::: DATA FOR THIS TASK

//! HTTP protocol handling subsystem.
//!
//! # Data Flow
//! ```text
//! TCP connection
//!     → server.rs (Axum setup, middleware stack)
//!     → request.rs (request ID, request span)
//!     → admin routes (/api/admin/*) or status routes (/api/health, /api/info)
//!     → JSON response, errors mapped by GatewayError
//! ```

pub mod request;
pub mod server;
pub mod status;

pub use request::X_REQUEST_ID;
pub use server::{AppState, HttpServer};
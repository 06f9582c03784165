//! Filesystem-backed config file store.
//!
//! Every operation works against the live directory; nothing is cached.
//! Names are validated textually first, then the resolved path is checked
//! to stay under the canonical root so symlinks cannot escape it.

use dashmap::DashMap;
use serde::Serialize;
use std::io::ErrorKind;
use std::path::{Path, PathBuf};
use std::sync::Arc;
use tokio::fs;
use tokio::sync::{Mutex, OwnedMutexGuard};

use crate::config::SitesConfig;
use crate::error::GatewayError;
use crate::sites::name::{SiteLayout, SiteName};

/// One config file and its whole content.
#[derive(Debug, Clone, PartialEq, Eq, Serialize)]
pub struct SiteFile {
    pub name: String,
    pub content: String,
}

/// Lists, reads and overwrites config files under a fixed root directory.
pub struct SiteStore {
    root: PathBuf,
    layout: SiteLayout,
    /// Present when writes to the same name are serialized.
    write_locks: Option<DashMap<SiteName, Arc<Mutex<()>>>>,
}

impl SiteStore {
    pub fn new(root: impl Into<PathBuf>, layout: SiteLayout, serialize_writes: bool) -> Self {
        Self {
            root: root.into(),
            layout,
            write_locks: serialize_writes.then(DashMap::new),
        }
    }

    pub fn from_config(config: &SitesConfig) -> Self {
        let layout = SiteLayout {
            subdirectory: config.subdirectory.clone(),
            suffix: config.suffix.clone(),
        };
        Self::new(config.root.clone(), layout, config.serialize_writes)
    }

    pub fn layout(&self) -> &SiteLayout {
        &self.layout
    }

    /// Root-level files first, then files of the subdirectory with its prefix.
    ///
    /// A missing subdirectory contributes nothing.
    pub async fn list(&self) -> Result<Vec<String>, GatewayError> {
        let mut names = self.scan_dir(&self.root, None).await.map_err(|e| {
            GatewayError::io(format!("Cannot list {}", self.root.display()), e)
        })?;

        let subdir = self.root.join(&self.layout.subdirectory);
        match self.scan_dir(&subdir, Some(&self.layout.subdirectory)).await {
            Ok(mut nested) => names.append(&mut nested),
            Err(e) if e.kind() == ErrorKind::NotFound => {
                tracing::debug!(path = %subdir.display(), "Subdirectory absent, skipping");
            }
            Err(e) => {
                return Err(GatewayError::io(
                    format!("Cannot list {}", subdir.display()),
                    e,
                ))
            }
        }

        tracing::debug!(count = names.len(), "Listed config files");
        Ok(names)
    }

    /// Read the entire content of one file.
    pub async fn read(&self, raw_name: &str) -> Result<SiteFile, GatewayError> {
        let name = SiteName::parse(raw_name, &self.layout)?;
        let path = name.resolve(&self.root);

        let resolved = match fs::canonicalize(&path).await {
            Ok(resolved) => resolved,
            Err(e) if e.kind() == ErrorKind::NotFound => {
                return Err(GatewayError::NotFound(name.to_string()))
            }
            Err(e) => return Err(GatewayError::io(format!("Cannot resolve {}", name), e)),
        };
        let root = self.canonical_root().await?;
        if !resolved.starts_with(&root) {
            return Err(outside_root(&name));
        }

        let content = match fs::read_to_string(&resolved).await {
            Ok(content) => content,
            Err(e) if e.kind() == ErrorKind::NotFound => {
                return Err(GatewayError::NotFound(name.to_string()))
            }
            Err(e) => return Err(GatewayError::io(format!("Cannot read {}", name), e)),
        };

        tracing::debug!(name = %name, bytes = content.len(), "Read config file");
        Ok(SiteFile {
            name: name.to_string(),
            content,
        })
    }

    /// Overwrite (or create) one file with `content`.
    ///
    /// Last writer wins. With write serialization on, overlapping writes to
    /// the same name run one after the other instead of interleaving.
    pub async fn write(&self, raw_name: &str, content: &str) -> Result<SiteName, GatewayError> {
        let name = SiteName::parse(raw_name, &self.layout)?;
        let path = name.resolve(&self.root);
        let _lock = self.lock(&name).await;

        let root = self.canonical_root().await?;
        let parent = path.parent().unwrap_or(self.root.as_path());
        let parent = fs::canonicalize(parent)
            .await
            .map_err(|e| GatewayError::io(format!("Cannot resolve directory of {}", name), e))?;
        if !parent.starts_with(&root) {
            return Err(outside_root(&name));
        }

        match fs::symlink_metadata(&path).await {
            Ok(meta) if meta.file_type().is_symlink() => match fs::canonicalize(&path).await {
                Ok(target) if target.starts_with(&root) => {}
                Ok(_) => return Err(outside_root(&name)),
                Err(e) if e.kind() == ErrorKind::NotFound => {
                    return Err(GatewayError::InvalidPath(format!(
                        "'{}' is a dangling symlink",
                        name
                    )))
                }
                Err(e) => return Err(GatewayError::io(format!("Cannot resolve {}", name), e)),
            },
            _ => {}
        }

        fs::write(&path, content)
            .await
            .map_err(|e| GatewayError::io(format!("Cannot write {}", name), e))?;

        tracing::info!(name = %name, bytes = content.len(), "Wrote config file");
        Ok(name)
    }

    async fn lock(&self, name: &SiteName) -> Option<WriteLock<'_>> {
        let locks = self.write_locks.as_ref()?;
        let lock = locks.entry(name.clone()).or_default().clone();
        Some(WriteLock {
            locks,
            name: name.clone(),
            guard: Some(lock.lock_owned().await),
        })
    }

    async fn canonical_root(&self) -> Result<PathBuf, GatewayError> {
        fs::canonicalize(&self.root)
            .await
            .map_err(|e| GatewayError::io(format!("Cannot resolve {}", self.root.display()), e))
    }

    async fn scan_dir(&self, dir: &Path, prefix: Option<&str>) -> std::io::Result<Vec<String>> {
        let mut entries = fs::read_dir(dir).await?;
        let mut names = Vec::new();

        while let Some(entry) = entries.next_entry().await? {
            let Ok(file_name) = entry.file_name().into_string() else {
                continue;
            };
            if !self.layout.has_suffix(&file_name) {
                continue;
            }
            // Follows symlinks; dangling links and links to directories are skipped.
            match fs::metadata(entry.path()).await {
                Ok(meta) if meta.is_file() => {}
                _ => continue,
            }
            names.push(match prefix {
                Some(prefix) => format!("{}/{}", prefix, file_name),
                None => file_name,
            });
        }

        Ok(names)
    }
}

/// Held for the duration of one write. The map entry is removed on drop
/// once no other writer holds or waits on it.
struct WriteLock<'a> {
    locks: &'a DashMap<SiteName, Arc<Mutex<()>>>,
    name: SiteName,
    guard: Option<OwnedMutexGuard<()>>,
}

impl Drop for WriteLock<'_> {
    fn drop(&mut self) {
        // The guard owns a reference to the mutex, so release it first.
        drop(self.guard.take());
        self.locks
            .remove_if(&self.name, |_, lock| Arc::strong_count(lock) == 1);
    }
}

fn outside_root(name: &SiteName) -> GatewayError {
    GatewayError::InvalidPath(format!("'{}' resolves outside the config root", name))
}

::::::

▶ WHAT YOU HAVE TO DO:
Each record above should be returned exactly as written.

▶ RESULT OF THE EXERCISE:
//! HTTP protocol handling subsystem.
//!
//! # Data Flow
//! ```text
//! TCP connection
//!     → server.rs (Axum setup, middleware stack)
//!     → request.rs (request ID, request span)
//!     → admin routes (/api/admin/*) or status routes (/api/health, /api/info)
//!     → JSON response, errors mapped by GatewayError
//! ```

pub mod request;
pub mod server;
pub mod status;

pub use request::X_REQUEST_ID;
pub use server::{AppState, HttpServer};
repository 06f9582c03784165
//! Filesystem-backed config file store.
//!
//! Every operation works against the live directory; nothing is cached.
//! Names are validated textually first, then the resolved path is checked
//! to stay under the canonical root so symlinks cannot escape it.

use dashmap::DashMap;
use serde::Serialize;
use std::io::ErrorKind;
use std::path::{Path, PathBuf};
use std::sync::Arc;
use tokio::fs;
use tokio::sync::{Mutex, OwnedMutexGuard};

use crate::config::SitesConfig;
use crate::error::GatewayError;
use crate::sites::name::{SiteLayout, SiteName};

/// One config file and its whole content.
#[derive(Debug, Clone, PartialEq, Eq, Serialize)]
pub struct SiteFile {
    pub name: String,
    pub content: String,
}

/// Lists, reads and overwrites config files under a fixed root directory.
pub struct SiteStore {
    root: PathBuf,
    layout: SiteLayout,
    /// Present when writes to the same name are serialized.
    write_locks: Option<DashMap<SiteName, Arc<Mutex<()>>>>,
}

impl SiteStore {
    pub fn new(root: impl Into<PathBuf>, layout: SiteLayout, serialize_writes: bool) -> Self {
        Self {
            root: root.into(),
            layout,
            write_locks: serialize_writes.then(DashMap::new),
        }
    }

    pub fn from_config(config: &SitesConfig) -> Self {
        let layout = SiteLayout {
            subdirectory: config.subdirectory.clone(),
            suffix: config.suffix.clone(),
        };
        Self::new(config.root.clone(), layout, config.serialize_writes)
    }

    pub fn layout(&self) -> &SiteLayout {
        &self.layout
    }

    /// Root-level files first, then files of the subdirectory with its prefix.
    ///
    /// A missing subdirectory contributes nothing.
    pub async fn list(&self) -> Result<Vec<String>, GatewayError> {
        let mut names = self.scan_dir(&self.root, None).await.map_err(|e| {
            GatewayError::io(format!("Cannot list {}", self.root.display()), e)
        })?;

        let subdir = self.root.join(&self.layout.subdirectory);
        match self.scan_dir(&subdir, Some(&self.layout.subdirectory)).await {
            Ok(mut nested) => names.append(&mut nested),
            Err(e) if e.kind() == ErrorKind::NotFound => {
                tracing::debug!(path = %subdir.display(), "Subdirectory absent, skipping");
            }
            Err(e) => {
                return Err(GatewayError::io(
                    format!("Cannot list {}", subdir.display()),
                    e,
                ))
            }
        }

        tracing::debug!(count = names.len(), "Listed config files");
        Ok(names)
    }

    /// Read the entire content of one file.
    pub async fn read(&self, raw_name: &str) -> Result<SiteFile, GatewayError> {
        let name = SiteName::parse(raw_name, &self.layout)?;
        let path = name.resolve(&self.root);

        let resolved = match fs::canonicalize(&path).await {
            Ok(resolved) => resolved,
            Err(e) if e.kind() == ErrorKind::NotFound => {
                return Err(GatewayError::NotFound(name.to_string()))
            }
            Err(e) => return Err(GatewayError::io(format!("Cannot resolve {}", name), e)),
        };
        let root = self.canonical_root().await?;
        if !resolved.starts_with(&root) {
            return Err(outside_root(&name));
        }

        let content = match fs::read_to_string(&resolved).await {
            Ok(content) => content,
            Err(e) if e.kind() == ErrorKind::NotFound => {
                return Err(GatewayError::NotFound(name.to_string()))
            }
            Err(e) => return Err(GatewayError::io(format!("Cannot read {}", name), e)),
        };

        tracing::debug!(name = %name, bytes = content.len(), "Read config file");
        Ok(SiteFile {
            name: name.to_string(),
            content,
        })
    }

    /// Overwrite (or create) one file with `content`.
    ///
    /// Last writer wins. With write serialization on, overlapping writes to
    /// the same name run one after the other instead of interleaving.
    pub async fn write(&self, raw_name: &str, content: &str) -> Result<SiteName, GatewayError> {
        let name = SiteName::parse(raw_name, &self.layout)?;
        let path = name.resolve(&self.root);
        let _lock = self.lock(&name).await;

        let root = self.canonical_root().await?;
        let parent = path.parent().unwrap_or(self.root.as_path());
        let parent = fs::canonicalize(parent)
            .await
            .map_err(|e| GatewayError::io(format!("Cannot resolve directory of {}", name), e))?;
        if !parent.starts_with(&root) {
            return Err(outside_root(&name));
        }

        match fs::symlink_metadata(&path).await {
            Ok(meta) if meta.file_type().is_symlink() => match fs::canonicalize(&path).await {
                Ok(target) if target.starts_with(&root) => {}
                Ok(_) => return Err(outside_root(&name)),
                Err(e) if e.kind() == ErrorKind::NotFound => {
                    return Err(GatewayError::InvalidPath(format!(
                        "'{}' is a dangling symlink",
                        name
                    )))
                }
                Err(e) => return Err(GatewayError::io(format!("Cannot resolve {}", name), e)),
            },
            _ => {}
        }

        fs::write(&path, content)
            .await
            .map_err(|e| GatewayError::io(format!("Cannot write {}", name), e))?;

        tracing::info!(name = %name, bytes = content.len(), "Wrote config file");
        Ok(name)
    }

    async fn lock(&self, name: &SiteName) -> Option<WriteLock<'_>> {
        let locks = self.write_locks.as_ref()?;
        let lock = locks.entry(name.clone()).or_default().clone();
        Some(WriteLock {
            locks,
            name: name.clone(),
            guard: Some(lock.lock_owned().await),
        })
    }

    async fn canonical_root(&self) -> Result<PathBuf, GatewayError> {
        fs::canonicalize(&self.root)
            .await
            .map_err(|e| GatewayError::io(format!("Cannot resolve {}", self.root.display()), e))
    }

    async fn scan_dir(&self, dir: &Path, prefix: Option<&str>) -> std::io::Result<Vec<String>> {
        let mut entries = fs::read_dir(dir).await?;
        let mut names = Vec::new();

        while let Some(entry) = entries.next_entry().await? {
            let Ok(file_name) = entry.file_name().into_string() else {
                continue;
            };
            if !self.layout.has_suffix(&file_name) {
                continue;
            }
            // Follows symlinks; dangling links and links to directories are skipped.
            match fs::metadata(entry.path()).await {
                Ok(meta) if meta.is_file() => {}
                _ => continue,
            }
            names.push(match prefix {
                Some(prefix) => format!("{}/{}", prefix, file_name),
                None => file_name,
            });
        }

        Ok(names)
    }
}

/// Held for the duration of one write. The map entry is removed on drop
/// once no other writer holds or waits on it.
struct WriteLock<'a> {
    locks: &'a DashMap<SiteName, Arc<Mutex<()>>>,
    name: SiteName,
    guard: Option<OwnedMutexGuard<()>>,
}

impl Drop for WriteLock<'_> {
    fn drop(&mut self) {
        // The guard owns a reference to the mutex, so release it first.
        drop(self.guard.take());
        self.locks
            .remove_if(&self.name, |_, lock| Arc::strong_count(lock) == 1);
    }
}

fn outside_root(name: &SiteName) -> GatewayError {
    GatewayError::InvalidPath(format!("'{}' resolves outside the config root", name))
}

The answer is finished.